On Sunday, I took my first yoga nidra class. For those of you not familiar with yoga nidra, it is also known as yoga sleep/sleep yoga. In this practice you will hover between this state of awake and sleep. It is without a doubt the strangest thing I have experienced. Luckily there were Tibetian singing bowls to help ease into the process of nidra. I definitely spent the first ten minutes of the time fidgeting around but as I gave myself up to the relaxation/guided meditation and the sounds of the singing bowls I started to fall into the nidra, well as much as I could. I started to meditate and do the meditation exercises focusing on my breath (thank you Hanh) and continued to focus on the nidra. The next hour I just spent time getting into my body, feeling the vibrations, not beating myself up when I fell out of the nidra. Just like the restorative class, this hour flew by! I thought I would be sleepy afterwards, but I was revitalized. Energized. And hungry!
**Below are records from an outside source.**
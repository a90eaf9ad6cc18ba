//! Unified API error type with Axum `IntoResponse` support.

use axum::http::StatusCode;
use axum::response::{IntoResponse, Response};
use serde_json::json;

use crate::catalog::CatalogError;
use crate::inference::InferenceError;

/// API error type that converts to proper HTTP responses.
#[derive(Debug, thiserror::Error)]
pub enum ApiError {
    #[error("bad request: {0}")]
    BadRequest(String),

    #[error("completion upstream error: {0}")]
    UpstreamCompletion(String),

    #[error("model output error: {0}")]
    ModelOutput(String),

    #[error("catalog upstream error: {0}")]
    UpstreamCatalog(String),
}

impl IntoResponse for ApiError {
    fn into_response(self) -> Response {
        let status = match &self {
            ApiError::BadRequest(_) => StatusCode::BAD_REQUEST,
            ApiError::UpstreamCompletion(_) => StatusCode::BAD_GATEWAY,
            ApiError::ModelOutput(_) => StatusCode::INTERNAL_SERVER_ERROR,
            ApiError::UpstreamCatalog(_) => StatusCode::BAD_GATEWAY,
        };

        let body = json!({
            "error": self.to_string(),
            "status": status.as_u16(),
        });

        (status, axum::Json(body)).into_response()
    }
}

impl From<InferenceError> for ApiError {
    fn from(err: InferenceError) -> Self {
        match err {
            InferenceError::Parse(_) => ApiError::ModelOutput(err.to_string()),
            InferenceError::Request(_) | InferenceError::Status { .. } => {
                ApiError::UpstreamCompletion(err.to_string())
            }
        }
    }
}

impl From<CatalogError> for ApiError {
    fn from(err: CatalogError) -> Self {
        ApiError::UpstreamCatalog(err.to_string())
    }
}

/// Convenience alias.
pub type ApiResult<T> = Result<T, ApiError>;

#[cfg(test)]
mod tests {
    use super::*;
    use http_body_util::BodyExt;

    #[tokio::test]
    async fn bad_request_response() {
        let err = ApiError::BadRequest("missing query".into());
        let response = err.into_response();
        assert_eq!(response.status(), StatusCode::BAD_REQUEST);

        let body = response.into_body().collect().await.unwrap().to_bytes();
        let json: serde_json::Value = serde_json::from_slice(&body).unwrap();
        assert_eq!(json["status"], 400);
        assert!(json["error"].as_str().unwrap().contains("missing query"));
    }

    #[tokio::test]
    async fn completion_status_maps_to_bad_gateway() {
        let err: ApiError = InferenceError::Status {
            status: 500,
            body: "model 'mistral' not found".into(),
        }
        .into();
        let response = err.into_response();
        assert_eq!(response.status(), StatusCode::BAD_GATEWAY);

        let body = response.into_body().collect().await.unwrap().to_bytes();
        let json: serde_json::Value = serde_json::from_slice(&body).unwrap();
        assert!(json["error"].as_str().unwrap().contains("model 'mistral' not found"));
    }

    #[tokio::test]
    async fn parse_error_maps_to_internal() {
        let err: ApiError = InferenceError::Parse("no JSON object".into()).into();
        assert!(matches!(err, ApiError::ModelOutput(_)));
        assert_eq!(err.into_response().status(), StatusCode::INTERNAL_SERVER_ERROR);
    }

    #[tokio::test]
    async fn catalog_error_maps_to_bad_gateway() {
        let err: ApiError = CatalogError::Status(503).into();
        assert!(matches!(err, ApiError::UpstreamCatalog(_)));
        assert_eq!(err.into_response().status(), StatusCode::BAD_GATEWAY);
    }
}
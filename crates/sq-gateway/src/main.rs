//! ShopQuery gateway — natural-language product search server.
//!
//! Turns shopper text into structured filters with a local language model,
//! hardens the price bounds against the literal query, and filters the
//! store catalog.

use tokio::net::TcpListener;
use tracing_subscriber::EnvFilter;

use sq_gateway::config::GatewayConfig;
use sq_gateway::routes::build_router;
use sq_gateway::state::AppState;

#[tokio::main]
async fn main() -> anyhow::Result<()> {
    tracing_subscriber::fmt()
        .with_env_filter(EnvFilter::from_default_env())
        .json()
        .init();

    tracing::info!(version = env!("CARGO_PKG_VERSION"), "sq-gateway starting");

    let config_path = std::env::args().nth(1);
    let config = GatewayConfig::load(config_path.as_deref())?;
    tracing::info!(
        config_path = config_path.as_deref().unwrap_or("<defaults>"),
        ollama_host = %config.ollama.host,
        model = %config.ollama.model,
        catalog_url = %config.catalog.url,
        "config loaded"
    );

    let state = AppState::from_config(&config)?;
    let app = build_router(state);

    let addr = format!("{}:{}", config.host, config.port);
    let listener = TcpListener::bind(&addr).await?;
    tracing::info!(addr = %addr, "listening");

    axum::serve(listener, app).await?;

    Ok(())
}
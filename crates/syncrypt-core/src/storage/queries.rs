use super::models::FileRecord;
use super::sqlite::Ledger;
use rusqlite::{params, Result, Row};
use tracing::debug;

const RECORD_COLUMNS: &str = "id, filename, hash, timestamp, deleted";

fn record_from_row(row: &Row<'_>) -> Result<FileRecord> {
    Ok(FileRecord {
        id: row.get(0)?,
        filename: row.get(1)?,
        content_hash: row.get(2)?,
        last_updated: row.get(3)?,
        deleted: row.get(4)?,
    })
}

impl Ledger {
    // ── Lookups ──────────────────────────────────────────────────

    /// Stored hash for `filename`, whether or not the row is flagged deleted.
    pub fn get_hash(&self, filename: &str) -> Result<Option<String>> {
        match self.connection().query_row(
            "SELECT hash FROM files WHERE filename = ?1",
            params![filename],
            |row| row.get(0),
        ) {
            Ok(hash) => Ok(Some(hash)),
            Err(rusqlite::Error::QueryReturnedNoRows) => Ok(None),
            Err(e) => Err(e),
        }
    }

    /// True when an active (not deleted) row already owns `hash`.
    pub fn has_hash(&self, hash: &str) -> Result<bool> {
        self.connection().query_row(
            "SELECT EXISTS(SELECT 1 FROM files WHERE hash = ?1 AND deleted = 0)",
            params![hash],
            |row| row.get(0),
        )
    }

    pub fn has_filename(&self, filename: &str) -> Result<bool> {
        self.connection().query_row(
            "SELECT EXISTS(SELECT 1 FROM files WHERE filename = ?1)",
            params![filename],
            |row| row.get(0),
        )
    }

    pub fn get_record(&self, filename: &str) -> Result<Option<FileRecord>> {
        let sql = format!("SELECT {RECORD_COLUMNS} FROM files WHERE filename = ?1");
        match self
            .connection()
            .query_row(&sql, params![filename], record_from_row)
        {
            Ok(record) => Ok(Some(record)),
            Err(rusqlite::Error::QueryReturnedNoRows) => Ok(None),
            Err(e) => Err(e),
        }
    }

    pub fn list_all_filenames(&self) -> Result<Vec<String>> {
        let mut stmt = self
            .connection()
            .prepare_cached("SELECT filename FROM files ORDER BY filename")?;
        let names = stmt
            .query_map([], |row| row.get(0))?
            .collect::<Result<Vec<String>>>()?;
        Ok(names)
    }

    pub fn list_deleted_filenames(&self) -> Result<Vec<String>> {
        let mut stmt = self
            .connection()
            .prepare_cached("SELECT filename FROM files WHERE deleted = 1 ORDER BY filename")?;
        let names = stmt
            .query_map([], |row| row.get(0))?
            .collect::<Result<Vec<String>>>()?;
        Ok(names)
    }

    /// Full rows pending deletion, for review output.
    pub fn list_deleted(&self) -> Result<Vec<FileRecord>> {
        let sql = format!(
            "SELECT {RECORD_COLUMNS} FROM files WHERE deleted = 1 ORDER BY filename"
        );
        let mut stmt = self.connection().prepare(&sql)?;
        let records = stmt
            .query_map([], record_from_row)?
            .collect::<Result<Vec<_>>>()?;
        Ok(records)
    }

    pub fn list_records(&self) -> Result<Vec<FileRecord>> {
        let sql = format!("SELECT {RECORD_COLUMNS} FROM files ORDER BY filename");
        let mut stmt = self.connection().prepare(&sql)?;
        let records = stmt
            .query_map([], record_from_row)?
            .collect::<Result<Vec<_>>>()?;
        Ok(records)
    }

    // ── Writes ───────────────────────────────────────────────────
    //
    // Each write runs in its own transaction. An error drops the transaction
    // uncommitted, which rolls it back.

    /// Insert a new record, or with `is_update` replace the hash and timestamp
    /// of an existing one. An updated row is active again. Returns rows changed.
    pub fn upsert(&self, filename: &str, hash: &str, is_update: bool) -> Result<usize> {
        let now = chrono::Utc::now().to_rfc3339();
        let tx = self.connection().unchecked_transaction()?;
        let changed = if is_update {
            tx.execute(
                "UPDATE files SET hash = ?1, timestamp = ?2, deleted = 0 WHERE filename = ?3",
                params![hash, now, filename],
            )?
        } else {
            tx.execute(
                "INSERT INTO files (filename, hash, timestamp) VALUES (?1, ?2, ?3)",
                params![filename, hash, now],
            )?
        };
        tx.commit()?;
        debug!(
            "{} hash {} for {}",
            if is_update { "Updated" } else { "Stored" },
            hash,
            filename
        );
        Ok(changed)
    }

    /// Flag `filename` as pending deletion. Returns false if it was already
    /// flagged or is not tracked.
    pub fn mark_deleted(&self, filename: &str) -> Result<bool> {
        let tx = self.connection().unchecked_transaction()?;
        let changed = tx.execute(
            "UPDATE files SET deleted = 1 WHERE filename = ?1 AND deleted = 0",
            params![filename],
        )?;
        tx.commit()?;
        Ok(changed > 0)
    }

    /// Clear the deletion flag of a row whose file showed up again.
    pub fn restore(&self, filename: &str) -> Result<bool> {
        let tx = self.connection().unchecked_transaction()?;
        let changed = tx.execute(
            "UPDATE files SET deleted = 0 WHERE filename = ?1 AND deleted = 1",
            params![filename],
        )?;
        tx.commit()?;
        Ok(changed > 0)
    }

    pub fn remove(&self, filename: &str) -> Result<bool> {
        let tx = self.connection().unchecked_transaction()?;
        let changed = tx.execute("DELETE FROM files WHERE filename = ?1", params![filename])?;
        tx.commit()?;
        Ok(changed > 0)
    }
}
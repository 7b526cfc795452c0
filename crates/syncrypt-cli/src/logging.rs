use std::env;
use syncrypt_core::config::LogLevel;
use syncrypt_core::AppConfig;
use tracing::debug;
use tracing_appender::non_blocking::WorkerGuard;
use tracing_subscriber::filter::LevelFilter;
use tracing_subscriber::prelude::*;
use tracing_subscriber::{fmt, EnvFilter};

const LOG_FILE: &str = "syncrypt.log";
const ERROR_LOG_FILE: &str = "syncrypt_error.log";

/// Console output follows the verbosity flags. The two log files under
/// `config.log_dir` do not: `syncrypt.log` follows `log_level` and
/// `syncrypt_error.log` records every error.
///
/// The returned guards flush the file writers on drop and must outlive all logging.
pub fn init_logger(config: &AppConfig) -> Vec<WorkerGuard> {
    let console_filter = if config.very_quiet {
        EnvFilter::new("off")
    } else if config.quiet {
        EnvFilter::new("error")
    } else {
        EnvFilter::new(env::var("TRACING_LEVEL").unwrap_or_else(|_| "info".to_string()))
    };

    let file_level = match config.log_level {
        LogLevel::Error => LevelFilter::ERROR,
        LogLevel::Warning => LevelFilter::WARN,
        LogLevel::Info => LevelFilter::INFO,
    };

    let file_appender = tracing_appender::rolling::never(&config.log_dir, LOG_FILE);
    let (file_writer, file_guard) = tracing_appender::non_blocking(file_appender);

    let error_appender = tracing_appender::rolling::never(&config.log_dir, ERROR_LOG_FILE);
    let (error_writer, error_guard) = tracing_appender::non_blocking(error_appender);

    tracing_subscriber::registry()
        .with(
            fmt::layer()
                .with_writer(std::io::stdout)
                .with_target(false)
                .without_time()
                .with_ansi(true)
                .with_filter(console_filter),
        )
        .with(
            fmt::layer()
                .with_writer(file_writer)
                .with_ansi(false)
                .with_filter(file_level),
        )
        .with(
            fmt::layer()
                .with_writer(error_writer)
                .with_ansi(false)
                .with_filter(LevelFilter::ERROR),
        )
        .init();

    debug!("Logging to {}", config.log_dir.display());

    vec![file_guard, error_guard]
}
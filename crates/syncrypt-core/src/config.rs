use config::{Config, ConfigError, Environment, File as ConfigFile};
use serde::{Deserialize, Serialize};
use std::path::{Path, PathBuf};
use std::time::Duration;

use crate::crypto::KeyRing;
use crate::error::Error;

pub const DEFAULT_PUBLIC_KEY: &str = "public.syncrypt.key";
pub const DEFAULT_PRIVATE_KEY: &str = "private.syncrypt.key";
pub const DEFAULT_LEDGER_PATH: &str = "syncrypt.sqlite";
pub const MIN_INTERVAL_MS: u64 = 1000;

/// Level written to the main log file. Errors always go to the error log.
#[derive(Debug, Clone, Copy, Default, PartialEq, Eq, Deserialize, Serialize)]
#[serde(rename_all = "lowercase")]
pub enum LogLevel {
    #[default]
    Error,
    Warning,
    Info,
}

#[derive(Debug, Clone, Deserialize, Serialize)]
#[serde(default)]
pub struct AppConfig {
    pub input_dir: Option<PathBuf>,
    pub output_dir: Option<PathBuf>,
    pub key_path: PathBuf,
    pub public_key: String,
    pub private_key: String,
    pub passphrase: String,
    pub interval_ms: u64,
    pub propagate_deletions: bool,
    pub ledger_path: PathBuf,
    pub log_dir: PathBuf,
    pub ignore_patterns: Vec<String>,
    pub log_level: LogLevel,
    pub quiet: bool,
    pub very_quiet: bool,
}

impl Default for AppConfig {
    fn default() -> Self {
        Self {
            input_dir: None,
            output_dir: None,
            key_path: PathBuf::from("."),
            public_key: DEFAULT_PUBLIC_KEY.to_string(),
            private_key: DEFAULT_PRIVATE_KEY.to_string(),
            passphrase: String::new(),
            interval_ms: 60_000,
            propagate_deletions: false,
            ledger_path: PathBuf::from(DEFAULT_LEDGER_PATH),
            log_dir: PathBuf::from("logs"),
            ignore_patterns: Vec::new(),
            log_level: LogLevel::Error,
            quiet: false,
            very_quiet: false,
        }
    }
}

/// Load `Syncrypt.{toml,json,yaml,..}` from the working directory if present,
/// then layer `SYNCRYPT_*` environment variables on top.
pub fn load_configuration() -> Result<AppConfig, ConfigError> {
    let builder = Config::builder()
        .add_source(ConfigFile::with_name("Syncrypt").required(false))
        .add_source(Environment::with_prefix("SYNCRYPT").try_parsing(true))
        .build()?;
    builder.try_deserialize::<AppConfig>()
}

impl AppConfig {
    /// Daemon interval, floored to one second.
    pub fn interval(&self) -> Duration {
        Duration::from_millis(self.interval_ms.max(MIN_INTERVAL_MS))
    }

    pub fn public_key_path(&self) -> PathBuf {
        self.key_path.join(&self.public_key)
    }

    pub fn private_key_path(&self) -> PathBuf {
        self.key_path.join(&self.private_key)
    }

    pub fn key_ring(&self) -> KeyRing {
        KeyRing {
            public_key: self.public_key_path(),
            private_key: self.private_key_path(),
            passphrase: self.passphrase.clone(),
        }
    }

    /// Both roots are required for any pass over a tree.
    pub fn roots(&self) -> Result<(&Path, &Path), Error> {
        let input = self
            .input_dir
            .as_deref()
            .ok_or(Error::MissingSetting("input_dir"))?;
        let output = self
            .output_dir
            .as_deref()
            .ok_or(Error::MissingSetting("output_dir"))?;
        Ok((input, output))
    }

    /// Copy suitable for display; the passphrase never leaves the process.
    pub fn redacted(&self) -> AppConfig {
        let mut copy = self.clone();
        if !copy.passphrase.is_empty() {
            copy.passphrase = "********".to_string();
        }
        copy
    }
}
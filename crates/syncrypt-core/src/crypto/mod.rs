//! Encryption gateway.
//!
//! The sync engine never looks inside an artifact. It hands paths to a
//! [`CryptoGateway`] and acts on success or on the [`CryptoErrorKind`] it
//! gets back: during mirroring any failure skips the file, during deletion
//! verification any failure aborts the pass.

mod sealed;

use std::fmt;
use std::path::{Path, PathBuf};
use thiserror::Error;

pub use sealed::SealedBoxGateway;

#[derive(Debug, Clone, Copy, PartialEq, Eq)]
pub enum CryptoErrorKind {
    /// Reading the source or writing the destination failed.
    Io,
    /// A key file is missing, unreadable or not a syncrypt key.
    KeyMaterial,
    /// The private key could not be unlocked with the given passphrase.
    Passphrase,
    /// The artifact has a bad header or failed authentication.
    Corrupt,
    /// Key generation found key files already in place.
    KeysExist,
}

impl CryptoErrorKind {
    /// Failures that say the configured key material cannot be trusted.
    pub fn is_key_failure(self) -> bool {
        matches!(self, Self::KeyMaterial | Self::Passphrase)
    }

    fn as_str(self) -> &'static str {
        match self {
            Self::Io => "io",
            Self::KeyMaterial => "key material",
            Self::Passphrase => "passphrase",
            Self::Corrupt => "corrupt artifact",
            Self::KeysExist => "keys exist",
        }
    }
}

impl fmt::Display for CryptoErrorKind {
    fn fmt(&self, f: &mut fmt::Formatter<'_>) -> fmt::Result {
        f.write_str(self.as_str())
    }
}

#[derive(Error, Debug)]
#[error("{kind} error for {}: {message}", path.display())]
pub struct CryptoError {
    pub kind: CryptoErrorKind,
    pub path: PathBuf,
    pub message: String,
}

impl CryptoError {
    pub fn new(kind: CryptoErrorKind, path: &Path, message: impl fmt::Display) -> Self {
        Self {
            kind,
            path: path.to_path_buf(),
            message: message.to_string(),
        }
    }
}

/// Key file locations and the passphrase that unlocks the private key.
#[derive(Clone)]
pub struct KeyRing {
    pub public_key: PathBuf,
    pub private_key: PathBuf,
    pub passphrase: String,
}

impl fmt::Debug for KeyRing {
    fn fmt(&self, f: &mut fmt::Formatter<'_>) -> fmt::Result {
        f.debug_struct("KeyRing")
            .field("public_key", &self.public_key)
            .field("private_key", &self.private_key)
            .field("passphrase", &"<redacted>")
            .finish()
    }
}

pub trait CryptoGateway {
    /// Encrypt `source` for the holder of `public_key`, writing the artifact to `dest`.
    fn encrypt(&self, source: &Path, dest: &Path, public_key: &Path) -> Result<(), CryptoError>;

    /// Decrypt the artifact at `source` into `dest`.
    fn decrypt(
        &self,
        source: &Path,
        dest: &Path,
        private_key: &Path,
        passphrase: &str,
    ) -> Result<(), CryptoError>;

    /// Write a fresh key pair. Never overwrites existing key files.
    fn generate_keypair(
        &self,
        public_key: &Path,
        private_key: &Path,
        passphrase: &str,
    ) -> Result<(), CryptoError>;
}
use rayon::prelude::*;
use std::fs::File;
use std::io::{self, BufReader};
use std::path::{Path, PathBuf};

/// Lowercase hex BLAKE3 digest. This is the ledger's dedup key, so a
/// collision would suppress encryption of distinct content.
pub type ContentHash = String;

/// Stream a file through BLAKE3.
pub fn hash_file(file: &Path) -> io::Result<ContentHash> {
    let mut reader = BufReader::new(File::open(file)?);
    let mut hasher = blake3::Hasher::new();
    io::copy(&mut reader, &mut hasher)?;
    Ok(hasher.finalize().to_hex().to_string())
}

pub fn hash_bytes(data: &[u8]) -> ContentHash {
    blake3::hash(data).to_hex().to_string()
}

/// Hash a batch of files in parallel. Output order matches input order so
/// callers can keep processing sequentially.
pub fn hash_files(files: &[PathBuf]) -> Vec<io::Result<ContentHash>> {
    files.par_iter().map(|file| hash_file(file)).collect()
}
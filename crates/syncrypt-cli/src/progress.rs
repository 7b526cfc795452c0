use indicatif::{ProgressBar, ProgressStyle};
use std::cell::RefCell;
use std::time::Duration;
use syncrypt_core::ProgressReporter;

const TICK_CHARS: &str = "⠋⠙⠹⠸⠼⠴⠦⠧⠇⠏";

/// CLI progress reporter using indicatif progress bars.
///
/// - Scan phase: spinner (total unknown until the walk finishes)
/// - Sync phase: progress bar over the scanned files
pub struct CliReporter {
    bar: RefCell<Option<ProgressBar>>,
}

impl CliReporter {
    pub fn new() -> Self {
        Self {
            bar: RefCell::new(None),
        }
    }

    fn set_bar(&self, pb: ProgressBar) {
        if let Some(old) = self.bar.replace(Some(pb)) {
            old.finish_and_clear();
        }
    }

    fn finish_bar(&self) {
        if let Some(pb) = self.bar.take() {
            pb.finish_and_clear();
        }
    }

    fn spinner_style() -> ProgressStyle {
        ProgressStyle::with_template("{spinner:.cyan} {msg}")
            .unwrap_or_else(|_| ProgressStyle::default_spinner())
            .tick_chars(TICK_CHARS)
    }

    fn bar_style() -> ProgressStyle {
        ProgressStyle::with_template(
            "  {spinner:.cyan} Syncing [{bar:30.cyan/dim}] {pos}/{len} files ({eta} remaining)",
        )
        .unwrap_or_else(|_| ProgressStyle::default_bar())
        .progress_chars("━╸─")
        .tick_chars(TICK_CHARS)
    }
}

impl ProgressReporter for CliReporter {
    fn on_scan_start(&self) {
        let pb = ProgressBar::new_spinner();
        pb.set_style(Self::spinner_style());
        pb.set_message("Scanning files...");
        pb.enable_steady_tick(Duration::from_millis(80));
        self.set_bar(pb);
    }

    fn on_scan_complete(&self, files: usize, dirs: usize, duration_secs: f64) {
        self.finish_bar();
        eprintln!(
            "  \x1b[32m✓\x1b[0m Scan complete: {} files, {} directories in {:.2}s",
            files, dirs, duration_secs
        );
    }

    fn on_sync_start(&self, total_files: usize) {
        let pb = ProgressBar::new(total_files as u64);
        pb.set_style(Self::bar_style());
        pb.enable_steady_tick(Duration::from_millis(80));
        self.set_bar(pb);
    }

    fn on_file_synced(&self, index: usize, _total_files: usize, _path: &str) {
        if let Some(pb) = self.bar.borrow().as_ref() {
            pb.set_position(index as u64);
        }
    }

    fn on_sync_complete(&self, duration_secs: f64) {
        self.finish_bar();
        eprintln!(
            "  \x1b[32m✓\x1b[0m Sync complete in {:.2}s",
            duration_secs
        );
    }

    fn on_deletions_detected(&self, flagged: usize) {
        if flagged > 0 {
            eprintln!(
                "  \x1b[33m!\x1b[0m {} files no longer in the source, pending deletion",
                flagged
            );
        }
    }
}
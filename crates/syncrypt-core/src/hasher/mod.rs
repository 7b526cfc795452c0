pub mod blake;

pub use blake::{hash_bytes, hash_file, hash_files, ContentHash};
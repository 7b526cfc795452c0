/// Trait for reporting pass progress.
///
/// The CLI implements it with indicatif; tests and quiet runs use [`SilentReporter`].
/// All methods have default no-op implementations.
pub trait ProgressReporter {
    fn on_scan_start(&self) {}
    fn on_scan_complete(&self, _files: usize, _dirs: usize, _duration_secs: f64) {}
    fn on_sync_start(&self, _total_files: usize) {}
    fn on_file_synced(&self, _index: usize, _total_files: usize, _path: &str) {}
    fn on_sync_complete(&self, _duration_secs: f64) {}
    fn on_deletions_detected(&self, _flagged: usize) {}
}

/// No-op progress reporter for silent operation.
pub struct SilentReporter;

impl ProgressReporter for SilentReporter {}
pub mod config;
pub mod crypto;
pub mod engine;
pub mod error;
pub mod hasher;
pub mod paths;
pub mod progress;
pub mod reconcile;
pub mod scanner;
pub mod scheduler;
pub mod storage;

pub use crate::config::AppConfig;
pub use crate::crypto::{CryptoError, CryptoErrorKind, CryptoGateway, KeyRing, SealedBoxGateway};
pub use crate::engine::{generate_keys, DecryptReport, PassReport, SyncEngine, SyncOptions, SyncOutcome};
pub use crate::error::Error;
pub use crate::progress::{ProgressReporter, SilentReporter};
pub use crate::reconcile::{Classification, DeletionReport, DetectReport};
pub use crate::scheduler::Scheduler;
pub use crate::storage::{FileRecord, Ledger};
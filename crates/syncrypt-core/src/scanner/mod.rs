mod walk;

pub use walk::{scan_tree, ScanSnapshot};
Starving. I was so thankful that I got to experience yoga nidra and just like restorative, I can’t wait to try it again.

Now I can go to my mentors and with joy say that I have been still for hours, and have finally made an intention to explore the soft side of myself. Not only in yoga, but with my daily life in practicing self-lovingkindness and gentleness. I even want to take these practices off the mat and into my life, and others lives. So I challenge you today to embrace your soft side or try a challenging practice. Peace, love, and namaste darlin’s!